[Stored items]
- Opening Delimiter -

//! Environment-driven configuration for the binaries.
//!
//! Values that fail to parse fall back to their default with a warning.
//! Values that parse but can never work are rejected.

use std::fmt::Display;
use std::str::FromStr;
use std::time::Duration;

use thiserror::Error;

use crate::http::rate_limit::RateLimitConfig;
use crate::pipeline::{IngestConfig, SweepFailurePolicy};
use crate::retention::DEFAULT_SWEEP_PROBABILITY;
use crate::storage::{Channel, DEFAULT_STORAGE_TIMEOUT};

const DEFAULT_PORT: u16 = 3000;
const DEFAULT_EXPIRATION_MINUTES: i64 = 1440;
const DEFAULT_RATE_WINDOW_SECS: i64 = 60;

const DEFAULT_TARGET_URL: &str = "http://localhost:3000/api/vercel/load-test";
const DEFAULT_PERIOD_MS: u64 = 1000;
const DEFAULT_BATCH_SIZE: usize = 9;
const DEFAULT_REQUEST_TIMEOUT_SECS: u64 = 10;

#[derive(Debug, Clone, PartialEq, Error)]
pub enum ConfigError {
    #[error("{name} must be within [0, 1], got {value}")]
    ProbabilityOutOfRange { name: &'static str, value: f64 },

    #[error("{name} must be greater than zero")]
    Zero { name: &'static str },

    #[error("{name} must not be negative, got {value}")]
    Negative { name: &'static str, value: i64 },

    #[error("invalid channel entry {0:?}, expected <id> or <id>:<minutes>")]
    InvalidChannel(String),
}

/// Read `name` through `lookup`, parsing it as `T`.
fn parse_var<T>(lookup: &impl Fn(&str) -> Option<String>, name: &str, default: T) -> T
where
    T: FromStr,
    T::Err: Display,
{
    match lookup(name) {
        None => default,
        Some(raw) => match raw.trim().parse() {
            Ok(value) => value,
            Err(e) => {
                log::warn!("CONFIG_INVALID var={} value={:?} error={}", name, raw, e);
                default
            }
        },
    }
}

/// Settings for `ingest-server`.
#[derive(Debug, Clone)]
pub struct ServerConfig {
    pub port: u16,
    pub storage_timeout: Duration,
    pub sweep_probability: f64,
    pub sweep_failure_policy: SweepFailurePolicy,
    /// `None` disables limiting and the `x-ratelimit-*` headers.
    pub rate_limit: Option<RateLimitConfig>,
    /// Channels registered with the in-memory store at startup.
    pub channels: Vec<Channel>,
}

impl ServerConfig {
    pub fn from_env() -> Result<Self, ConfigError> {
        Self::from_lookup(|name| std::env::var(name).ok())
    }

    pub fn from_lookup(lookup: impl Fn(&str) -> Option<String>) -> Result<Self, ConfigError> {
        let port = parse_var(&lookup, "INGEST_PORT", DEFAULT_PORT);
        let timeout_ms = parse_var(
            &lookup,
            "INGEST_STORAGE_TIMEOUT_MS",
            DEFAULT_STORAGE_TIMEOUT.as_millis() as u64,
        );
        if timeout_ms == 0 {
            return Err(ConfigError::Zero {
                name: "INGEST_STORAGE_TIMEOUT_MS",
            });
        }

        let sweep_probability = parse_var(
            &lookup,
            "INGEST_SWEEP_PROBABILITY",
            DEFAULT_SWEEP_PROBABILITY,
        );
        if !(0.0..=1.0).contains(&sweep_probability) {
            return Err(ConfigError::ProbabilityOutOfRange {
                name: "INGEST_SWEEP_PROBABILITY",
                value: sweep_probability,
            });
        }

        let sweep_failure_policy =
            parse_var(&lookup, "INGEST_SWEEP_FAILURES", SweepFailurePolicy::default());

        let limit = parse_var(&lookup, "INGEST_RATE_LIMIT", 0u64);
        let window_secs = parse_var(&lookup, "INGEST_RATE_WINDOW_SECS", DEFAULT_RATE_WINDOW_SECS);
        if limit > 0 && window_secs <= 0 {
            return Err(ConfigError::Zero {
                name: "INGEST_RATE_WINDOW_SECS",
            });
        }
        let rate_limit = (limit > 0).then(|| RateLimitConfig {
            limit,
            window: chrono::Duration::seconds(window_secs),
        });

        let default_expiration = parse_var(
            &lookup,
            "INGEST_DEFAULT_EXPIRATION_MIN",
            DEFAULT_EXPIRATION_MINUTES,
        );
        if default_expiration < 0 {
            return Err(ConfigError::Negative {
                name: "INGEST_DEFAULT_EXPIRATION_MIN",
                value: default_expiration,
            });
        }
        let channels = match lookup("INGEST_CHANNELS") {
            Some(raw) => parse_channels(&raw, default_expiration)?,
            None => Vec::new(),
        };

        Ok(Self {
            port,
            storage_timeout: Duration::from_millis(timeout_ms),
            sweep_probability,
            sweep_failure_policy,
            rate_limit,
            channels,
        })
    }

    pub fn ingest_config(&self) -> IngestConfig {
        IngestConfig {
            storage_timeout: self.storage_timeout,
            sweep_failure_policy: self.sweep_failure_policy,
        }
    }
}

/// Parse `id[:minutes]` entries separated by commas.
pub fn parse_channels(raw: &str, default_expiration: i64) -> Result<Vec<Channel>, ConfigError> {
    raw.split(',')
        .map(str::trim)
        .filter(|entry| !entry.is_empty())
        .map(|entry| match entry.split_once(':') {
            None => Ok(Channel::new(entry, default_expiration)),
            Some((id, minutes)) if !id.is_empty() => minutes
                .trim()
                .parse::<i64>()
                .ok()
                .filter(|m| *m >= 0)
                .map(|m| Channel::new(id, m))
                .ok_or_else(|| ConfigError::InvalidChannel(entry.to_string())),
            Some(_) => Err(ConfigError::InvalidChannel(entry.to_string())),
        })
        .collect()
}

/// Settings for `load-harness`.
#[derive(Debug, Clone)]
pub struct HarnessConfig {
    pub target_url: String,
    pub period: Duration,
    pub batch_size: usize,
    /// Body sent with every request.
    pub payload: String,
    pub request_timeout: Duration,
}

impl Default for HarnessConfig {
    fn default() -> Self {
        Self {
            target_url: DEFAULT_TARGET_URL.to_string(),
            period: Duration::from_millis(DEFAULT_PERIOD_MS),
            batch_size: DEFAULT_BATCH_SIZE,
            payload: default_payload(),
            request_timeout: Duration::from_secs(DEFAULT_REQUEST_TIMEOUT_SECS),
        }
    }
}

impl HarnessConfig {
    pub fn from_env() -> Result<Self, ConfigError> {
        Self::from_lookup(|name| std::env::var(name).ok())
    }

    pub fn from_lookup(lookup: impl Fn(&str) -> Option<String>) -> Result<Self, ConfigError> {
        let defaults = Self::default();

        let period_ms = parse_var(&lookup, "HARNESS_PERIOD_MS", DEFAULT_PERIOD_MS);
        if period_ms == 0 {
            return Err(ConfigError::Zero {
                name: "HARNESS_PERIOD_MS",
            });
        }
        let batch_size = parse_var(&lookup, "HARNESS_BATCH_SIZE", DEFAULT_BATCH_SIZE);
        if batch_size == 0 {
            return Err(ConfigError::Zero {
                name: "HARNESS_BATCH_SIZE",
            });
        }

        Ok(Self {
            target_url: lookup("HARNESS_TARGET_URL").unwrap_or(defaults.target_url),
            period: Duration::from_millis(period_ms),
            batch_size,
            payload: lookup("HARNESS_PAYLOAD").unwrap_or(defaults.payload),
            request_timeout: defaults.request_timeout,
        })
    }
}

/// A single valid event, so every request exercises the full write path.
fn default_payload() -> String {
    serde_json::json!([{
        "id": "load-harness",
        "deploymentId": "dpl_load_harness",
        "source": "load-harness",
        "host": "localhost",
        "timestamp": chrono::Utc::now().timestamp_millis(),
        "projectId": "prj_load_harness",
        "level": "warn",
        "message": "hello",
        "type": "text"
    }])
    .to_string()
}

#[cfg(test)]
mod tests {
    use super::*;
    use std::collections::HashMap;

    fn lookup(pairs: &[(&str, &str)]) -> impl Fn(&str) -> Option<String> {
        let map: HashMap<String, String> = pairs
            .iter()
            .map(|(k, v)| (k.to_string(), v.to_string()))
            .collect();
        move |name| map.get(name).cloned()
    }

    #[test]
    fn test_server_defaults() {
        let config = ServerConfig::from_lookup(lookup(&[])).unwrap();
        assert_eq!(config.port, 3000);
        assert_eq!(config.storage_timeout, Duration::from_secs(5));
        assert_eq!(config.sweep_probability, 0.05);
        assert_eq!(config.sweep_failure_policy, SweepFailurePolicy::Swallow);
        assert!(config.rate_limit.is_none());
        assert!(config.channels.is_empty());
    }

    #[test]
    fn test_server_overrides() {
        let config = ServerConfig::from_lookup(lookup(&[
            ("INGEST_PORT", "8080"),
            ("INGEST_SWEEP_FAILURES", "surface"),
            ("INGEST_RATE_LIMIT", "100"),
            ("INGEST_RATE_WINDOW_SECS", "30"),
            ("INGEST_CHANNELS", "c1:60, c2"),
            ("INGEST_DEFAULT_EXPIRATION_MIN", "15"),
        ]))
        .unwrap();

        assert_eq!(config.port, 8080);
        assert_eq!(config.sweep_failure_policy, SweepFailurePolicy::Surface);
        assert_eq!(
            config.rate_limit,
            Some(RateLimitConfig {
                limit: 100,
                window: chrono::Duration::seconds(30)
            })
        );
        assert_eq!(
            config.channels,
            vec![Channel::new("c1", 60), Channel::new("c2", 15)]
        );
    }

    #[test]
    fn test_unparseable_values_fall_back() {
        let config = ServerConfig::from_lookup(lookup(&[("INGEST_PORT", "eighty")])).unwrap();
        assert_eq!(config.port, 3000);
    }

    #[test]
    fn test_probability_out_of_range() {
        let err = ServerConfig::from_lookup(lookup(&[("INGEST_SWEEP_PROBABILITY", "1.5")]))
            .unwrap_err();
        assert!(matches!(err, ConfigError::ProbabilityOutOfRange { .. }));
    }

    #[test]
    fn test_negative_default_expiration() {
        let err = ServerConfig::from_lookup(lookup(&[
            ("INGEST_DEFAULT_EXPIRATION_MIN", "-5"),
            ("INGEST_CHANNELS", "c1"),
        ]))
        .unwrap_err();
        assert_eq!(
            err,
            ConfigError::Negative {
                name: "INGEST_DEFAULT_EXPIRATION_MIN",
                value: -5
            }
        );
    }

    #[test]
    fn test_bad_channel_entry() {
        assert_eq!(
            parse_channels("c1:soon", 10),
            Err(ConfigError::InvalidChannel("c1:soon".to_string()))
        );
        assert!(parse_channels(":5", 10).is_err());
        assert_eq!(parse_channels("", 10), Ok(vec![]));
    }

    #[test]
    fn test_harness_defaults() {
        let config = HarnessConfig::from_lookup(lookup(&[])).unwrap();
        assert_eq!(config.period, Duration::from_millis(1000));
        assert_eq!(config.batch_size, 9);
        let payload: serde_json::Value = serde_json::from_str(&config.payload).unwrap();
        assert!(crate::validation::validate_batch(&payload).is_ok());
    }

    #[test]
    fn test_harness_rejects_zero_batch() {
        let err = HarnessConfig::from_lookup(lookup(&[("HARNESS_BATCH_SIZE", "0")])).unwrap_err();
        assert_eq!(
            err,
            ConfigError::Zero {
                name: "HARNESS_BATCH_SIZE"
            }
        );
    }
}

- Closing Delimiter -

DESCRIPTION OF THE TASK:
Could you retype exactly the lines from the first one of the records through the line containing "const DEFAULT_TARGET_URL: &str", both included, and nothing more?

EXERCISE RESULT:
//! Environment-driven configuration for the binaries.
//!
//! Values that fail to parse fall back to their default with a warning.
//! Values that parse but can never work are rejected.

use std::fmt::Display;
use std::str::FromStr;
use std::time::Duration;

use thiserror::Error;

use crate::http::rate_limit::RateLimitConfig;
use crate::pipeline::{IngestConfig, SweepFailurePolicy};
use crate::retention::DEFAULT_SWEEP_PROBABILITY;
use crate::storage::{Channel, DEFAULT_STORAGE_TIMEOUT};

const DEFAULT_PORT: u16 = 3000;
const DEFAULT_EXPIRATION_MINUTES: i64 = 1440;
const DEFAULT_RATE_WINDOW_SECS: i64 = 60;

const DEFAULT_TARGET_URL: &str = "http://localhost:3000/api/vercel/load-test";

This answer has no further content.